Collected data entries:
* * * *

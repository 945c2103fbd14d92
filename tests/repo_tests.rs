#![cfg(feature = "inmem-store")]

use veil::{
    auth::Role,
    models::*,
    repo::{inmem::InMemRepo, RepoError},
};
// Bring trait method namespaces into scope so calls on InMemRepo resolve.
use veil::repo::{CategoryRepo, Counter, CounterRepo, ReportRepo, SubscriptionRepo, ThreadRepo, UserRepo};

async fn seed_thread(r: &InMemRepo) -> (User, User, Thread) {
    let author = r.create_user(NewUser { username: "op".into(), role: Role::User }).await.unwrap();
    let other = r.create_user(NewUser { username: "anon".into(), role: Role::User }).await.unwrap();
    let category = r
        .create_category(NewCategory {
            name: "General".into(),
            slug: "general".into(),
            description: String::new(),
            is_private: false,
            password_hash: None,
        })
        .await
        .unwrap();
    let thread = r
        .create_thread(NewThread {
            category_id: category.id,
            author_id: author.id,
            title: "First".into(),
            content: "OP body".into(),
            is_private: false,
            password_hash: None,
            assigned_moderator_id: None,
        })
        .await
        .unwrap();
    (author, other, thread)
}

fn new_report(thread: &Thread, reporter_id: Id, reason: ReportReason, priority: Priority) -> NewReport {
    NewReport {
        content_type: ContentType::Thread,
        content_id: thread.id,
        reporter_id,
        reported_user_id: thread.author_id,
        reason,
        description: String::new(),
        priority,
    }
}

#[tokio::test]
async fn duplicate_username_and_slug_conflict() {
    let r = InMemRepo::ephemeral();
    r.create_user(NewUser { username: "op".into(), role: Role::User }).await.unwrap();
    let err = r.create_user(NewUser { username: "op".into(), role: Role::Admin }).await.unwrap_err();
    assert!(matches!(err, RepoError::Conflict));

    let cat = || NewCategory {
        name: "Tech".into(),
        slug: "tech".into(),
        description: String::new(),
        is_private: false,
        password_hash: None,
    };
    r.create_category(cat()).await.unwrap();
    assert!(matches!(r.create_category(cat()).await.unwrap_err(), RepoError::Conflict));
}

#[tokio::test]
async fn report_uniqueness_is_per_reporter_and_content() {
    let r = InMemRepo::ephemeral();
    let (_, other, thread) = seed_thread(&r).await;
    let third = r.create_user(NewUser { username: "third".into(), role: Role::User }).await.unwrap();

    r.create_report(new_report(&thread, other.id, ReportReason::Spam, Priority::Medium)).await.unwrap();
    let err = r
        .create_report(new_report(&thread, other.id, ReportReason::Other, Priority::Medium))
        .await
        .unwrap_err();
    assert!(matches!(err, RepoError::Conflict));
    assert!(r.has_reported(other.id, ContentType::Thread, thread.id).await.unwrap());
    assert!(!r.has_reported(other.id, ContentType::Reply, thread.id).await.unwrap());

    r.create_report(new_report(&thread, third.id, ReportReason::Spam, Priority::Medium)).await.unwrap();
    assert_eq!(r.count_reports_against(thread.author_id).await.unwrap(), 2);
}

#[tokio::test]
async fn resolved_reports_are_terminal() {
    let r = InMemRepo::ephemeral();
    let (author, other, thread) = seed_thread(&r).await;
    let report = r.create_report(new_report(&thread, other.id, ReportReason::Spam, Priority::Medium)).await.unwrap();
    assert_eq!(report.status, ReportStatus::Pending);

    let reviewed = r.set_report_status(report.id, ReportStatus::Reviewed).await.unwrap();
    assert_eq!(reviewed.status, ReportStatus::Reviewed);
    r.set_report_status(report.id, ReportStatus::Resolved).await.unwrap();
    assert_eq!(r.count_violations(author.id).await.unwrap(), 1);

    let err = r.set_report_status(report.id, ReportStatus::Pending).await.unwrap_err();
    assert!(matches!(err, RepoError::Conflict));
    assert!(matches!(r.set_report_status(9_999, ReportStatus::Reviewed).await.unwrap_err(), RepoError::NotFound));

    let counts = r.count_by_status().await.unwrap();
    assert_eq!(counts, ReportCounts { total: 1, pending: 0, reviewed: 0, resolved: 1 });
}

#[tokio::test]
async fn report_listing_orders_by_priority_then_recency() {
    let r = InMemRepo::ephemeral();
    let (_, _, thread) = seed_thread(&r).await;
    let mut reporters = Vec::new();
    for name in ["a", "b", "c"] {
        reporters.push(r.create_user(NewUser { username: name.into(), role: Role::User }).await.unwrap());
    }
    let low = r.create_report(new_report(&thread, reporters[0].id, ReportReason::Spam, Priority::Low)).await.unwrap();
    let crit = r
        .create_report(new_report(&thread, reporters[1].id, ReportReason::SelfHarm, Priority::Critical))
        .await
        .unwrap();
    let low2 = r.create_report(new_report(&thread, reporters[2].id, ReportReason::Spam, Priority::Low)).await.unwrap();

    let (items, total) = r.list_reports(&ReportFilter::default(), 0, 10).await.unwrap();
    assert_eq!(total, 3);
    let ids: Vec<Id> = items.iter().map(|x| x.id).collect();
    assert_eq!(ids, vec![crit.id, low2.id, low.id]);

    let (items, total) = r.list_reports(&ReportFilter::default(), 1, 1).await.unwrap();
    assert_eq!((items.len(), total), (1, 3));
    assert_eq!(items[0].id, low2.id);

    let filter = ReportFilter { reporter_id: Some(reporters[0].id), ..Default::default() };
    let (items, _) = r.list_reports(&filter, 0, 10).await.unwrap();
    assert_eq!(items.len(), 1);
}

#[tokio::test]
async fn counters_increment_atomically() {
    let r = InMemRepo::ephemeral();
    let (author, _, thread) = seed_thread(&r).await;
    r.increment(Counter::ThreadReplies, thread.id, 1).await.unwrap();
    r.increment(Counter::ThreadViews, thread.id, 3).await.unwrap();
    r.increment(Counter::UserThreads, author.id, 1).await.unwrap();

    let t = r.get_thread(thread.id).await.unwrap();
    assert_eq!((t.reply_count, t.view_count), (1, 3));
    assert!(t.last_reply_at.is_some());
    assert_eq!(r.get_user(author.id).await.unwrap().thread_count, 1);
    assert!(matches!(r.increment(Counter::ThreadViews, 9_999, 1).await.unwrap_err(), RepoError::NotFound));
}

#[tokio::test]
async fn snapshot_survives_restart_including_password_hashes() {
    let dir = tempfile::tempdir().unwrap();
    let (thread_id, author_id, category_id) = {
        let r = InMemRepo::new(dir.path());
        let author = r.create_user(NewUser { username: "op".into(), role: Role::User }).await.unwrap();
        let category = r
            .create_category(NewCategory {
                name: "Vault".into(),
                slug: "vault".into(),
                description: String::new(),
                is_private: true,
                password_hash: Some("$2b$04$category".into()),
            })
            .await
            .unwrap();
        let thread = r
            .create_thread(NewThread {
                category_id: category.id,
                author_id: author.id,
                title: "secret".into(),
                content: "body".into(),
                is_private: true,
                password_hash: Some("$2b$04$thread".into()),
                assigned_moderator_id: None,
            })
            .await
            .unwrap();
        r.subscribe(author.id, category.id).await.unwrap();
        (thread.id, author.id, category.id)
    };

    let r = InMemRepo::new(dir.path());
    let thread = r.get_thread(thread_id).await.unwrap();
    assert_eq!(thread.password_hash.as_deref(), Some("$2b$04$thread"));
    let category = r.get_category(category_id).await.unwrap();
    assert_eq!(category.password_hash.as_deref(), Some("$2b$04$category"));
    assert!(r.is_subscribed(author_id, category_id).await.unwrap());

    // ids keep counting from where the previous process stopped
    let fresh = r.create_user(NewUser { username: "late".into(), role: Role::User }).await.unwrap();
    assert!(fresh.id > thread_id);
}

* * * *

- [PROBLEM DETAILS]: If a line of the data contains "ThreadViews", copy it out.

- [EXERCISE OUTPUT]:
    r.increment(Counter::ThreadViews, thread.id, 3).await.unwrap();
    assert!(matches!(r.increment(Counter::ThreadViews, 9_999, 1).await.unwrap_err(), RepoError::NotFound));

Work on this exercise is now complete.